>>>
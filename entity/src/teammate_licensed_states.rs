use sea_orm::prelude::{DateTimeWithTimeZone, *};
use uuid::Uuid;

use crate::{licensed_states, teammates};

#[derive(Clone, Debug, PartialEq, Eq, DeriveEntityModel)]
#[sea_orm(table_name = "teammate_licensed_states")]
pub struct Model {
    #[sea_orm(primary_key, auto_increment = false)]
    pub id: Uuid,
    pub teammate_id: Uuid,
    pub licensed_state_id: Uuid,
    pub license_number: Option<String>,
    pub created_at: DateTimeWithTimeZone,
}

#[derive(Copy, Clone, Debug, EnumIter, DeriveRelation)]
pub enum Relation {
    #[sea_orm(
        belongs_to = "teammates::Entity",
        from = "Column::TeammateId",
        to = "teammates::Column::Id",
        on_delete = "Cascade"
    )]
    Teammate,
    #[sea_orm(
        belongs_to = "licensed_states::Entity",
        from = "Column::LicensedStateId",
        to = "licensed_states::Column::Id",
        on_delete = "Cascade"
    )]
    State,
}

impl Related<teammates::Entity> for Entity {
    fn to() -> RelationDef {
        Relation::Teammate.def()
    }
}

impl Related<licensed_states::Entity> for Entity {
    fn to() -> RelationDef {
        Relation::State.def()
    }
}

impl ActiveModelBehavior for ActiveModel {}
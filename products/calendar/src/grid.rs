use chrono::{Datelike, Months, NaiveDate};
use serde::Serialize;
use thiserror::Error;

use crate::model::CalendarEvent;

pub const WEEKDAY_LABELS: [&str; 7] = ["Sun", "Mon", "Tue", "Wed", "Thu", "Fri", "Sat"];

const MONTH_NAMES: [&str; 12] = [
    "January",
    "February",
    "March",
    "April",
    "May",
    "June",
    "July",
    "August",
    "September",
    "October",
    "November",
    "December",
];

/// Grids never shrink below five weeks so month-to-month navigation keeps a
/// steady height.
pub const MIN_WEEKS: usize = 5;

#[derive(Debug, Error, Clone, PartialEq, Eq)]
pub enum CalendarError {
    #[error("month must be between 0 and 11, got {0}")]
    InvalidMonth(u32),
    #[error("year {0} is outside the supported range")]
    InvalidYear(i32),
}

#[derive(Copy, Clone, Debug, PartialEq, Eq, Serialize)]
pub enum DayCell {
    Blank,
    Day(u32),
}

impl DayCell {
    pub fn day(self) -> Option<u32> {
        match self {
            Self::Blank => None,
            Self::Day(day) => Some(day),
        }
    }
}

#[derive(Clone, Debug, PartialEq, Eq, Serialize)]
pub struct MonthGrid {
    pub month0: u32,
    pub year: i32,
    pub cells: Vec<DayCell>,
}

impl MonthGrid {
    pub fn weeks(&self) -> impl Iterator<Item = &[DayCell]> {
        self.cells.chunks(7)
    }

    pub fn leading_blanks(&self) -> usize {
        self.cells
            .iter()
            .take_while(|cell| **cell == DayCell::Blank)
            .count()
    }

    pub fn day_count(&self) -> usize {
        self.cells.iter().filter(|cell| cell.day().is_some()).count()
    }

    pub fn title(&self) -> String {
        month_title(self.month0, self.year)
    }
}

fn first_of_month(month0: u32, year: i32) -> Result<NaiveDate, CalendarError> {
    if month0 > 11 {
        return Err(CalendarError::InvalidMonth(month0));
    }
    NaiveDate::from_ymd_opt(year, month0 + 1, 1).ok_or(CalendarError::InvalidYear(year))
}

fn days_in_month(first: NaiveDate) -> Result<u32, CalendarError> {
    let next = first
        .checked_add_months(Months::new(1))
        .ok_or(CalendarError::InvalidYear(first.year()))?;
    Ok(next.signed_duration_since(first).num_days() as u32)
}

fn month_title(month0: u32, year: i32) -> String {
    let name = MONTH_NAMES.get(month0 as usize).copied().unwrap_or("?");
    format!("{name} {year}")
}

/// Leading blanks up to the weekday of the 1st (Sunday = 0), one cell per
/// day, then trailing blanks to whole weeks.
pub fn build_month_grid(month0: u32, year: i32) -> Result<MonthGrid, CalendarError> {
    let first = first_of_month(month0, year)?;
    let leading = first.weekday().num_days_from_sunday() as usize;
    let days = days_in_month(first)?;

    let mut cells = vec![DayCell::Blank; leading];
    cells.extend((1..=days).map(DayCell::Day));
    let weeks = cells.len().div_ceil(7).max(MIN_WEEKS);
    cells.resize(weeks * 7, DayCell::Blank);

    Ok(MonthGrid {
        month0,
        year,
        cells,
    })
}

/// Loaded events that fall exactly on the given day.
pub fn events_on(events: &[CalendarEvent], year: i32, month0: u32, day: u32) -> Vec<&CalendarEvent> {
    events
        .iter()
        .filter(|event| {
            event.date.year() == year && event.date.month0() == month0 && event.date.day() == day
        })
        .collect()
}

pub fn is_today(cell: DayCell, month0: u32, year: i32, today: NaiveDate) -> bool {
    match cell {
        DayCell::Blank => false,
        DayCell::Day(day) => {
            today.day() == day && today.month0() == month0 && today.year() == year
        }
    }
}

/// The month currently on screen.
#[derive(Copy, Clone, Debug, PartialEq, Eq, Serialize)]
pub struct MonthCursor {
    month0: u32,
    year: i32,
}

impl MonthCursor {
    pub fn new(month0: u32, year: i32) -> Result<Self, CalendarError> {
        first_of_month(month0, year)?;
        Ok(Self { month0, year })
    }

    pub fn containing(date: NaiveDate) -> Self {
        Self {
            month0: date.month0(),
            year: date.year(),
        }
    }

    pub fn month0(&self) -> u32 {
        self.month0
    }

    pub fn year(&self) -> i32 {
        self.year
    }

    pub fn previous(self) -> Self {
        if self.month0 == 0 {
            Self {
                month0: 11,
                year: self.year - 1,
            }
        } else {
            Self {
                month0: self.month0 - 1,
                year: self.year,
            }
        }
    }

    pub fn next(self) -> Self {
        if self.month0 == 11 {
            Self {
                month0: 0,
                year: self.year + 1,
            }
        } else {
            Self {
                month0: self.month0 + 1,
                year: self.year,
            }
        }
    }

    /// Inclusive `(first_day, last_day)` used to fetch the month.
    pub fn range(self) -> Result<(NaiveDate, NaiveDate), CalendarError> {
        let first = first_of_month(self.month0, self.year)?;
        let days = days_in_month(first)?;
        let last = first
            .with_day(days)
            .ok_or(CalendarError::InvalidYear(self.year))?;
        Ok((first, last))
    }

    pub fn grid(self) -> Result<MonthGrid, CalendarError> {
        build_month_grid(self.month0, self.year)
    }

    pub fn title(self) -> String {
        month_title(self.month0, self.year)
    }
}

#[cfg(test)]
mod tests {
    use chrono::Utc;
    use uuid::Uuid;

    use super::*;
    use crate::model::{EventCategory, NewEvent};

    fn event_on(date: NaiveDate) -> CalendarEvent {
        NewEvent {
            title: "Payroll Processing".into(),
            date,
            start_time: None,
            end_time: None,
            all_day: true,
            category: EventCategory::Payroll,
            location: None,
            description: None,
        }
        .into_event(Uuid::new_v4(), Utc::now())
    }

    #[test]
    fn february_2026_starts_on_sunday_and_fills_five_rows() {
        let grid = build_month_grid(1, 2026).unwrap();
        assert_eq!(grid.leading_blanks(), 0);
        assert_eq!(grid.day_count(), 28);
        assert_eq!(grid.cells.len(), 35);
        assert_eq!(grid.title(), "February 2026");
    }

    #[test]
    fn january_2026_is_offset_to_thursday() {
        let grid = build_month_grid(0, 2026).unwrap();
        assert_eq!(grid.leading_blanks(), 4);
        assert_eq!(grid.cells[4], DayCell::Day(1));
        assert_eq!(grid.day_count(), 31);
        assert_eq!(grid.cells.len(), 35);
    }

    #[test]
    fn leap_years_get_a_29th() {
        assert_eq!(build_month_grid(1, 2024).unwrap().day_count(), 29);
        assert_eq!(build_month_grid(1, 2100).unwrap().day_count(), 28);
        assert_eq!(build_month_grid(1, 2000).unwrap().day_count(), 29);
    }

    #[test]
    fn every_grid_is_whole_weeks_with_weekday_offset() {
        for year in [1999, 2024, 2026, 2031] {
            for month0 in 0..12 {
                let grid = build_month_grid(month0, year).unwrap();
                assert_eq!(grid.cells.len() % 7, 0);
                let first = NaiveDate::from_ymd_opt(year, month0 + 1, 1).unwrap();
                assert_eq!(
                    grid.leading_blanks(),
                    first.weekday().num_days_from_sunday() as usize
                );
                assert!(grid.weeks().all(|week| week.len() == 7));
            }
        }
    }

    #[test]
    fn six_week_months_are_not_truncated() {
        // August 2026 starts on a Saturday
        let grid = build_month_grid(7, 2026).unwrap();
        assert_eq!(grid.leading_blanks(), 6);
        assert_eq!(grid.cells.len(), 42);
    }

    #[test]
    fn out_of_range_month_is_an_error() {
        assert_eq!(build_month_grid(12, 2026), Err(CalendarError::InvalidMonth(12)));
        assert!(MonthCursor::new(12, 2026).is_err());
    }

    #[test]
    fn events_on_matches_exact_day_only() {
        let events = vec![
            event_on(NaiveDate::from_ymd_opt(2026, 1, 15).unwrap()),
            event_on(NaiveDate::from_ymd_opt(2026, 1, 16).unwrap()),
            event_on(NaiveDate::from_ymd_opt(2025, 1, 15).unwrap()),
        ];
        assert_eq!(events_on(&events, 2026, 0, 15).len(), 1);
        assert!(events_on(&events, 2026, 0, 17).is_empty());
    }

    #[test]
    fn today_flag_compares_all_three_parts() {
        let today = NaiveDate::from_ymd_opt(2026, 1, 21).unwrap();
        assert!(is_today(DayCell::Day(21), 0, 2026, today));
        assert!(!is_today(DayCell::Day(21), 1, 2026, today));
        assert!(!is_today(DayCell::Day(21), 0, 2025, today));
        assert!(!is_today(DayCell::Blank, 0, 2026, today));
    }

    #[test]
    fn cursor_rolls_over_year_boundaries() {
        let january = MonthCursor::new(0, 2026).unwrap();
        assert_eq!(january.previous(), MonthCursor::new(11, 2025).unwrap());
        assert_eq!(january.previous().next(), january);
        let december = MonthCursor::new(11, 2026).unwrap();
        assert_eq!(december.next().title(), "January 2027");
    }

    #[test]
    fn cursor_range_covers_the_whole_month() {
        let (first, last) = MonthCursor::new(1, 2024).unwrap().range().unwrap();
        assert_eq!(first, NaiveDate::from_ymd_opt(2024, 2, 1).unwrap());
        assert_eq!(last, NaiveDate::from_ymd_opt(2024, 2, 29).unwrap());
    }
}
<<<
▶ Work to be completed
Copy every line from the data that includes the string "NewEvent".

▶ Answer to this task
    use crate::model::{EventCategory, NewEvent};
        NewEvent {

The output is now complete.